Chico, em vez de começar a falar, cantou. Desde que tentou se expressar foi através da música. Mais tarde, ficava com as irmãs aí pela sala, inventando música. Dizia que já que não conhecia de cor música de outros compositores, era obrigado a inventar as próprias. O sucesso veio de repente, sem que ninguém esperasse. Recebi a notícia de que Chico tinha ganho o Festival de Música Popular Brasileira com A Banda, quando estava em Nova York. Um jornal norte-americano publicou a notícia. Claro que me senti muito orgulhoso. Cheguei à conclusão – o que uma revista publicou na época – de que, antes, ele era meu filho. E depois do festival eu passei a ser o pai dele. Não há posição melhor. Têm surgido boatos por aí de que eu componho as músicas para ele. Mas, meu Deus, quem sou eu para ter tanto talento? Se eu soubesse escrever músicas como ele, há muito tempo não seria eu mesmo, mas Chico Buarque de Holanda. São boatos sem fundamentos, como muitos que vão por aí. Como essas notícias que circulam, afirmando coisas que jamais afirmamos. Um jornal carioca publicou que, após ver a peça Roda Viva, eu tinha dito: ‘Eu sabia que havia tudo isso aí dentro do meu filho’.

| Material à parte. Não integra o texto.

//! Content discovery.
//!
//! Stage 1 of the build pipeline. Walks the content root and reads every
//! markdown document into a [`SourceDocument`], ready for the parallel
//! processing stage.
//!
//! ## Directory Structure
//!
//! Any tree of markdown files works; directories become slug prefixes:
//!
//! ```text
//! content/
//! ├── config.toml                  # Site configuration (optional)
//! ├── hello-world.md               # → slug "hello-world"
//! ├── posts/
//! │   ├── first-post.md            # → slug "posts/first-post"
//! │   └── 2024/
//! │       └── year-review.md       # → slug "posts/2024/year-review"
//! └── drafts/.wip.md               # hidden files are skipped
//! ```
//!
//! ## Ordering
//!
//! Enumeration order carries no meaning. The graph stage establishes the
//! one true ordering after every document is parsed; nothing downstream
//! may depend on filesystem order.
//!
//! ## Failure
//!
//! A single unreadable file aborts the scan. A partial document set would
//! silently drop posts and corrupt previous/next links, so there is no
//! skip-and-continue mode.

use std::fs;
use std::path::{Path, PathBuf};
use thiserror::Error;

#[derive(Error, Debug)]
pub enum ScanError {
    #[error("content root is not a directory: {0}")]
    NotADirectory(PathBuf),
    #[error("cannot walk content tree: {0}")]
    Walk(#[from] walkdir::Error),
    #[error("cannot read {path}: {source}")]
    Unreadable {
        path: PathBuf,
        source: std::io::Error,
    },
}

/// A raw document as found on disk. Immutable; consumed by the process
/// stage and discarded after parsing.
#[derive(Debug, Clone)]
pub struct SourceDocument {
    /// Absolute path on disk, for error reporting.
    pub source_path: PathBuf,
    /// Path relative to the content root; the slug derives from this.
    pub relative_path: PathBuf,
    /// Full file contents, front matter included.
    pub raw: String,
}

/// File extensions recognized as documents.
const DOCUMENT_EXTENSIONS: &[&str] = &["md", "markdown"];

/// Recursively discover and read all documents under `root`.
pub fn scan(root: &Path) -> Result<Vec<SourceDocument>, ScanError> {
    if !root.is_dir() {
        return Err(ScanError::NotADirectory(root.to_path_buf()));
    }

    let mut documents = Vec::new();
    for entry in walkdir::WalkDir::new(root)
        .into_iter()
        .filter_entry(|e| !is_hidden(e))
    {
        let entry = entry?;
        let path = entry.path();
        if !entry.file_type().is_file() || !is_document(path) {
            continue;
        }

        let raw = fs::read_to_string(path).map_err(|source| ScanError::Unreadable {
            path: path.to_path_buf(),
            source,
        })?;

        // strip_prefix cannot fail: walkdir only yields paths under root
        let relative_path = path
            .strip_prefix(root)
            .unwrap_or(path)
            .to_path_buf();

        documents.push(SourceDocument {
            source_path: path.to_path_buf(),
            relative_path,
            raw,
        });
    }

    Ok(documents)
}

/// Skip dotfiles and dot-directories (editor droppings, VCS metadata).
fn is_hidden(entry: &walkdir::DirEntry) -> bool {
    entry.depth() > 0
        && entry
            .file_name()
            .to_str()
            .is_some_and(|name| name.starts_with('.'))
}

fn is_document(path: &Path) -> bool {
    path.extension()
        .and_then(|e| e.to_str())
        .is_some_and(|ext| {
            DOCUMENT_EXTENSIONS
                .iter()
                .any(|known| ext.eq_ignore_ascii_case(known))
        })
}
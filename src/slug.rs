//! Slug derivation from document paths.
//!
//! A document's slug is its address: the path relative to the content root,
//! extension stripped, each component normalized to lowercase URL-safe
//! form, components joined by `/` so directory hierarchy survives into the
//! URL space.
//!
//! ```text
//! posts/Hello World.md      → posts/hello-world
//! 2024/My Great Post!.md    → 2024/my-great-post
//! about.markdown            → about
//! ```
//!
//! Slugs must be globally unique across the document set; uniqueness is
//! checked in the graph stage once every document is known.

use std::path::Path;

/// Derive a slug from a path relative to the content root.
///
/// Strips the file extension, then sanitizes each path component
/// independently and joins them with `/`. A component that sanitizes to
/// nothing (e.g. `"???"`) is dropped from the slug.
pub fn from_relative_path(relative_path: &Path) -> String {
    let without_ext = relative_path.with_extension("");
    let components: Vec<String> = without_ext
        .components()
        .map(|c| sanitize_component(&c.as_os_str().to_string_lossy()))
        .filter(|c| !c.is_empty())
        .collect();
    components.join("/")
}

/// Sanitize a single path component for use in a URL.
///
/// - Lowercases ASCII letters
/// - Replaces every non-alphanumeric character (whitespace included) with a dash
/// - Collapses consecutive dashes into one
/// - Strips leading and trailing dashes
fn sanitize_component(component: &str) -> String {
    let mut out = String::with_capacity(component.len());
    let mut prev_dash = false;
    for c in component.chars() {
        if c.is_ascii_alphanumeric() {
            out.push(c.to_ascii_lowercase());
            prev_dash = false;
        } else if !prev_dash {
            out.push('-');
            prev_dash = true;
        }
    }
    out.trim_matches('-').to_string()
}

A frase talvez pudesse ter sido dita por mim, mas que não disse, não disse. Das suas músicas todas, gosto mais de A Banda, Pedro Pedreiro, Roda Viva e Carolina. Nunca me esquecerei do dia em que ouvi A Banda pela primeira vez, em Nova York, na casa de um amigo. Foi uma grande emoção. Não obstante todo o sucesso, o qual não lhe provoca muito prazer, é bem capaz de Chico largar tudo isso e partir para uma outra coisa qualquer, bem diferente. Ele é bem capaz disso. Muito inquieto. Muito inteligente. Sempre gostou muito de ler. Guimarães Rosa é um de seus autores preferidos. Quando fez Pedro Pedreiro, inventou uma palavra: penseiro. Talvez inspirado em Guimarães Rosa, que também era dado a inventar palavras. Tolstoi e Dostoiévski também eram seus favoritos. Assim como Kafka. Em geral, ele ia lendo tudo o que caía em suas mãos. A música é responsável por ele ter abandonado o curso de arquitetura, decisão que tomou sozinho.

O sucesso abriu uma impossibilidade de estudar. Excesso de compromissos, solicitações. Creio que, na música, ele se realiza mais, se torna muito mais feliz. É preferível um compositor realizado que um arquiteto frustrado, como todo mundo sabe. Quando vai compor, geralmente fica isolado, no quarto, sozinho. A música e a letra sempre nascem juntas, uma ligada à outra, indissoluvelmente. Encontrou grande dificuldade em musicar Morte e Vida Severina, porque a letra não era sua. Desde que aprendeu a tocar violão, com sua irmã Heloisa, hoje casada com João Gilberto e morando em Nova York, nunca mais deixou de compor. Sua adolescência foi normal, sem nenhum conflito especial. Posso considerá-lo um rapaz feliz. Suas primeiras composições falavam de amor. Mais tarde, quando ingressou na faculdade, passou a fazer música de participação, sendo que a primeira foi Pedro Pedreiro. A família ficou um pouco tonta com o sucesso tão fulminante, tão rápido. Mas já nos acostumamos. Chico é que não se habituou a ele. Ficou muito contente de ter ido a Paris, porque ninguém o conhecia por lá. Talvez o sucesso tenha provocado uma espécie de defesa, tornando-o um pouco retraído. De fato, meu filho não é tímido. É bem diferente a imagem que temos dele. Trata-se de uma pessoa normal, alegre, sem problemas graves de personalidade. Eu sei o que eu estou falando. Sou seu pai há 23 anos.”